第46話 悠斗と元カノ・杉山の母

文字数 1,527文字

【高槻駅・構内】

夕方、高槻駅の構内を歩いている真彩と優衣。
そして、駅の改札を通過する二人。
すると、見覚えのある顔が……

悠斗、笑顔で、綺麗な白人女性とハグし、アメリカ流の挨拶をしている。
真彩と優衣、ちらっと悠斗と白人女性を見る。
真彩(心の声)「綺麗な人だなぁ……お人形さんみたい。元カノだな? でも、この人、未だ悠斗の事、好きなんだ……LOVEのオーラが凄いもんね……」
優衣(心の声)「あっちゃー、マーちゃんの目の前で抱き着くなよ! でも、綺麗な人だなぁ。ハリウッド女優さんで似た人いたなぁー……えーっと、名前なんだっけ? 何の映画に出てたかなぁー?」
優衣、真彩の顔を見て、
優衣「今日は何食べよう? たまには中華も良いなぁー」
と言って、真彩の今の心理状態を探る。

真彩「そうだね。
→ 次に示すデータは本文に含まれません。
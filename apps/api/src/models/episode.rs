use chrono::{DateTime, NaiveDate, Utc};
use serde::{Deserialize, Serialize};
use sqlx::FromRow;
use uuid::Uuid;

#[derive(Debug, Clone, Serialize, Deserialize, FromRow)]
pub struct EpisodeRow {
    pub id: Uuid,
    pub podcast_title: String,
    pub title: String,
    pub summary: String,
    pub market_summary: String,
    pub category: String,
    pub importance: String,
    pub language: String,
    pub audio_url: Option<String>,
    pub audio_duration: Option<i32>,
    pub audio_status: String,
    pub audio_request_id: Option<String>,
    pub content_date: NaiveDate,
    pub created_at: DateTime<Utc>,
    pub updated_at: DateTime<Utc>,
}

#[derive(Debug, Clone, Serialize, Deserialize, FromRow)]
pub struct KeyPointRow {
    pub episode_id: Uuid,
    pub position: i32,
    pub text: String,
}

#[derive(Debug, Clone, Serialize, Deserialize, FromRow)]
pub struct SourceRow {
    pub episode_id: Uuid,
    pub title: String,
    pub url: String,
    pub published_at: Option<NaiveDate>,
}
イタリアンが多いから、たまには良いね!」


真彩、平常心で応える。
そして、真彩と優衣、微笑み合う。



【杉山家】

夜、杉山家の実家に帰っている営業部1課の杉山。
居間で、編み物をしている杉山の母・清子に話し掛ける。

杉山「あのー、ちょっと変なこと聞くけど……」
清子「んん? 何???」
杉山「山崩れて被災した時、若い女の子と喋った???」

清子「若い女の子?」

清子、首を傾げて考える。

清子「……いいや……」

そう言いながら、首を左右に振る清子。

杉山「だよなー」

杉山、そんなはずは無いとばかりに、何故かホッとした感じになる。

杉山「あぁ、気にせんどって。何かの間違いやと思うし、そんな訳ないし……」

杉山、清子に笑みを浮かべる。

しかし清子、『いいや』と言った後、じーっと考えている。  
  
清子「あっ!……マヤちゃんと喋ったわ……」

杉山「えっ? マヤちゃん???」

清子「うん。可愛くてええ子やったー……ボランティアで来てくれた恩人。お寺の人達と家の土砂、全部、掻き出してくれたんよ。二日間も来て作業してくれたんよ?! スコップ持って、重たい土、どけてくれて、有難かったわー」

杉山「えぇー?」
杉山、清子の言葉に驚き、顔が引き攣る。

杉山「マヤちゃんってさー、名字、何て言うの?」

清子「あぁ、中村。中村真彩ちゃん」

杉山(心の声)「あーぁ……終った……穴があったら入りたいよー。俺が彼女とハワイで楽しんでる間、社長はスコップで土砂、掻き出してくれてたなんで……俺、最悪!」

杉山「ボランティアの人達が来てくれたって……社長やったんか……」
   
清子、また首を傾げ、
清子「社長? 誰が社長?」
   
杉山、清子の顔を見て、
杉山「そのマヤちゃん……」
と言う。

すると、
清子「えっ?……」
訳が分からず、キョトンとする清子。



【ハーモニー社・駐輪場】

朝、早めに来て、ハーモニー社の駐輪場に立っている杉山。
そこに、真彩が乗っているバイクが到着する。

真彩、バイクを所定の位置に置き、バイクから降り、ヘルメットを脱ぐ。
そして、髪の毛を整える。

杉山、待っていましたとばかりに、真彩の所に行く。
杉山「おはようございます!」
真彩「あぁ、おはようございます」
すると、杉山、急に、真彩に深く頭を下げる。

杉山「社長、すいませんでした!」
   
杉山の態度に驚く真彩。

真彩「えっ???」

杉山「実家が被災した時、ボランティアで来て下さってたんですね。俺、全然知らなくて……本当に申し訳ありませんでした!」

と言って、頭を深く下げたまま、真彩に礼を言う杉山。

真彩「あぁ、いえいえ、土砂が入り込んだけで、お家は太い柱が使われてたから、倒壊せずに良かったですね」

杉山「あぁ、はい……」

真彩「お母様、大事にして下さいね!」
   
杉山、真彩の顔を見る。

杉山「はい。有難うございます! すいません……」
  
杉山、また、深く頭を下げ、真彩に感謝の気持ちを体で伝える。